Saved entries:
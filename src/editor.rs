//! # Bar Editor
//!
//! Copy, paste, duplicate and delete on the bar array, with a one-bar
//! clipboard. Every operation works on a copy of the array and hands back the
//! new array; the caller decides when to commit it.
//!
//! An index past the end is not an error: the array is first extended with
//! the default bars that belong at those positions.
//!
//! ```rust
//! use bclick::{EditMessage, ScoreBarEditor, ScoreData};
//!
//! let data = ScoreData::new("4/4".parse()?, "C G", &[], None);
//! let bars = data.build_bars();
//! let mut editor = ScoreBarEditor::new(data);
//!
//! editor.copy(&bars, 0);
//! let edit = editor.paste(&bars, 1).unwrap();
//! assert_eq!(edit.message, EditMessage::Pasted);
//! assert_eq!(edit.bars[1], edit.bars[0]);
//! # Ok::<(), bclick::BClickError>(())
//! ```

use serde::Serialize;
use tracing::debug;

use crate::model::Bar;
use crate::score_data::ScoreData;

/// Status reported to the user after an edit
#[derive(Debug, Clone, Copy, PartialEq, Eq, Serialize)]
#[serde(rename_all = "camelCase")]
pub enum EditMessage {
    Copied,
    Pasted,
    Duplicated,
    Deleted,
    /// The only bar was deleted and replaced by its default
    Reset,
}

impl EditMessage {
    /// Message id for the host's string table
    pub fn id(self) -> &'static str {
        match self {
            EditMessage::Copied => "barCopied",
            EditMessage::Pasted => "barPasted",
            EditMessage::Duplicated => "barDuplicated",
            EditMessage::Deleted => "barDeleted",
            EditMessage::Reset => "barReset",
        }
    }
}

/// Result of one edit
#[derive(Debug, Clone, PartialEq)]
pub struct BarEdit {
    pub bars: Vec<Bar>,
    /// Bar the edit landed on, for highlighting
    pub index: usize,
    pub message: EditMessage,
}

#[derive(Debug, Clone)]
pub struct ScoreBarEditor {
    data: ScoreData,
    clipboard: Option<Bar>,
}

impl ScoreBarEditor {
    pub fn new(data: ScoreData) -> Self {
        Self {
            data,
            clipboard: None,
        }
    }

    pub fn data(&self) -> &ScoreData {
        &self.data
    }

    /// Swap the settings used for default bars. The clipboard is kept.
    pub fn set_data(&mut self, data: ScoreData) {
        self.data = data;
    }

    pub fn clipboard(&self) -> Option<&Bar> {
        self.clipboard.as_ref()
    }

    pub fn has_clipboard(&self) -> bool {
        self.clipboard.is_some()
    }

    /// Forget the copied bar; called when the editing session ends.
    pub fn clear_clipboard(&mut self) {
        self.clipboard = None;
    }

    pub fn copy(&mut self, bars: &[Bar], index: usize) -> Option<BarEdit> {
        let bars = self.extended(bars, index);
        self.clipboard = Some(self.clone_bar(&bars[index]));
        debug!(index, "copied bar");
        Some(BarEdit {
            bars,
            index,
            message: EditMessage::Copied,
        })
    }

    /// Overwrite the bar at `index` with the clipboard; `None` when nothing was copied.
    pub fn paste(&mut self, bars: &[Bar], index: usize) -> Option<BarEdit> {
        let copied = self.clone_bar(self.clipboard.as_ref()?);
        let mut bars = self.extended(bars, index);
        bars[index] = copied;
        debug!(index, "pasted bar");
        Some(BarEdit {
            bars,
            index,
            message: EditMessage::Pasted,
        })
    }

    /// Insert a copy of the bar at `index` right after it.
    pub fn duplicate(&mut self, bars: &[Bar], index: usize) -> Option<BarEdit> {
        let mut bars = self.extended(bars, index);
        let copy = self.clone_bar(&bars[index]);
        bars.insert(index + 1, copy);
        debug!(index, "duplicated bar");
        Some(BarEdit {
            bars,
            index: index + 1,
            message: EditMessage::Duplicated,
        })
    }

    /// Remove the bar at `index`. The last remaining bar is reset instead.
    pub fn delete(&mut self, bars: &[Bar], index: usize) -> Option<BarEdit> {
        let mut bars = self.extended(bars, index);
        if bars.len() > 1 {
            bars.remove(index);
            debug!(index, remaining = bars.len(), "deleted bar");
            let index = index.min(bars.len() - 1);
            Some(BarEdit {
                bars,
                index,
                message: EditMessage::Deleted,
            })
        } else {
            bars[index] = self.data.default_bar(index);
            debug!(index, "reset only bar");
            Some(BarEdit {
                bars,
                index,
                message: EditMessage::Reset,
            })
        }
    }

    fn extended(&self, bars: &[Bar], index: usize) -> Vec<Bar> {
        let mut bars = bars.to_vec();
        self.data.ensure_bar(&mut bars, index);
        bars
    }

    fn clone_bar(&self, bar: &Bar) -> Bar {
        bar.normalized(self.data.beat_count())
    }
}

#[cfg(test)]
mod tests {
    use super::*;
    use crate::model::ChordLayout;

    fn editor(progression: &str) -> (ScoreBarEditor, Vec<Bar>) {
        let rhythm: Vec<String> = Vec::new();
        let data = ScoreData::new("4/4".parse().unwrap(), progression, &rhythm, None);
        let bars = data.build_bars();
        (ScoreBarEditor::new(data), bars)
    }

    fn labels(bars: &[Bar]) -> Vec<Option<&str>> {
        bars.iter().map(|b| b.chord.first_label()).collect()
    }

    #[test]
    fn test_paste_without_clipboard() {
        let (mut editor, bars) = editor("C G");
        assert!(!editor.has_clipboard());
        assert!(editor.paste(&bars, 0).is_none());
    }

    #[test]
    fn test_copy_then_paste() {
        let (mut editor, bars) = editor("C G Am");
        let copied = editor.copy(&bars, 2).unwrap();
        assert_eq!(copied.message, EditMessage::Copied);
        assert_eq!(copied.bars, bars);

        let pasted = editor.paste(&bars, 0).unwrap();
        assert_eq!(pasted.message, EditMessage::Pasted);
        assert_eq!(pasted.index, 0);
        assert_eq!(labels(&pasted.bars), vec![Some("Am"), Some("G"), Some("Am")]);
        // The input array is untouched.
        assert_eq!(labels(&bars), vec![Some("C"), Some("G"), Some("Am")]);
    }

    #[test]
    fn test_clipboard_is_independent() {
        let (mut editor, bars) = editor("C");
        editor.copy(&bars, 0);

        let mut pasted = editor.paste(&bars, 0).unwrap().bars;
        pasted[0].rhythm = vec!["1".into()];
        assert_eq!(editor.clipboard().unwrap().rhythm, vec!["4", "4", "4", "4"]);

        let again = editor.paste(&pasted, 0).unwrap();
        assert_eq!(again.bars[0].rhythm, vec!["4", "4", "4", "4"]);
    }

    #[test]
    fn test_copy_normalizes_chords() {
        let (mut editor, _) = editor("");
        let bars = vec![Bar {
            chord: ChordLayout::Single("Dm".into()),
            rhythm: vec!["1".into()],
        }];
        editor.copy(&bars, 0);
        let ChordLayout::Grid(grid) = &editor.clipboard().unwrap().chord else {
            panic!("clipboard bars hold the chord grid");
        };
        assert_eq!(grid.len(), 4);
        assert_eq!(grid[0][0], "Dm");
    }

    #[test]
    fn test_duplicate_inserts_after() {
        let (mut editor, bars) = editor("C G");
        let edit = editor.duplicate(&bars, 0).unwrap();
        assert_eq!(edit.message, EditMessage::Duplicated);
        assert_eq!(edit.index, 1);
        assert_eq!(labels(&edit.bars), vec![Some("C"), Some("C"), Some("G")]);
    }

    #[test]
    fn test_out_of_range_index_extends() {
        let (mut editor, bars) = editor("C G");
        let edit = editor.duplicate(&bars, 3).unwrap();
        assert_eq!(
            labels(&edit.bars),
            vec![Some("C"), Some("G"), Some("C"), Some("G"), Some("G")]
        );

        editor.copy(&bars, 0);
        let edit = editor.paste(&bars, 4).unwrap();
        assert_eq!(edit.bars.len(), 5);
        assert_eq!(edit.bars[4].chord.first_label(), Some("C"));
    }

    #[test]
    fn test_delete() {
        let (mut editor, bars) = editor("C G Am");
        let edit = editor.delete(&bars, 1).unwrap();
        assert_eq!(edit.message, EditMessage::Deleted);
        assert_eq!(edit.index, 1);
        assert_eq!(labels(&edit.bars), vec![Some("C"), Some("Am")]);

        let edit = editor.delete(&edit.bars, 1).unwrap();
        assert_eq!(edit.index, 0);
        assert_eq!(labels(&edit.bars), vec![Some("C")]);
    }

    #[test]
    fn test_delete_never_empties() {
        let (mut editor, mut bars) = editor("C");
        bars[0].rhythm = vec!["2".into(), "2".into()];

        let edit = editor.delete(&bars, 0).unwrap();
        assert_eq!(edit.message, EditMessage::Reset);
        assert_eq!(edit.bars.len(), 1);
        assert_eq!(edit.bars[0], editor.data().default_bar(0));

        let edit = editor.delete(&edit.bars, 0).unwrap();
        assert_eq!(edit.bars.len(), 1);
    }

    #[test]
    fn test_clear_clipboard() {
        let (mut editor, bars) = editor("C");
        editor.copy(&bars, 0);
        assert!(editor.has_clipboard());
        editor.clear_clipboard();
        assert!(editor.paste(&bars, 0).is_none());
    }

    #[test]
    fn test_message_ids() {
        assert_eq!(EditMessage::Copied.id(), "barCopied");
        assert_eq!(EditMessage::Reset.id(), "barReset");
    }
}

■ Task item ■
For the string "progression", show each line of the entries above where it occurs.

■ Exercise output ■
    fn editor(progression: &str) -> (ScoreBarEditor, Vec<Bar>) {
        let data = ScoreData::new("4/4".parse().unwrap(), progression, &rhythm, None);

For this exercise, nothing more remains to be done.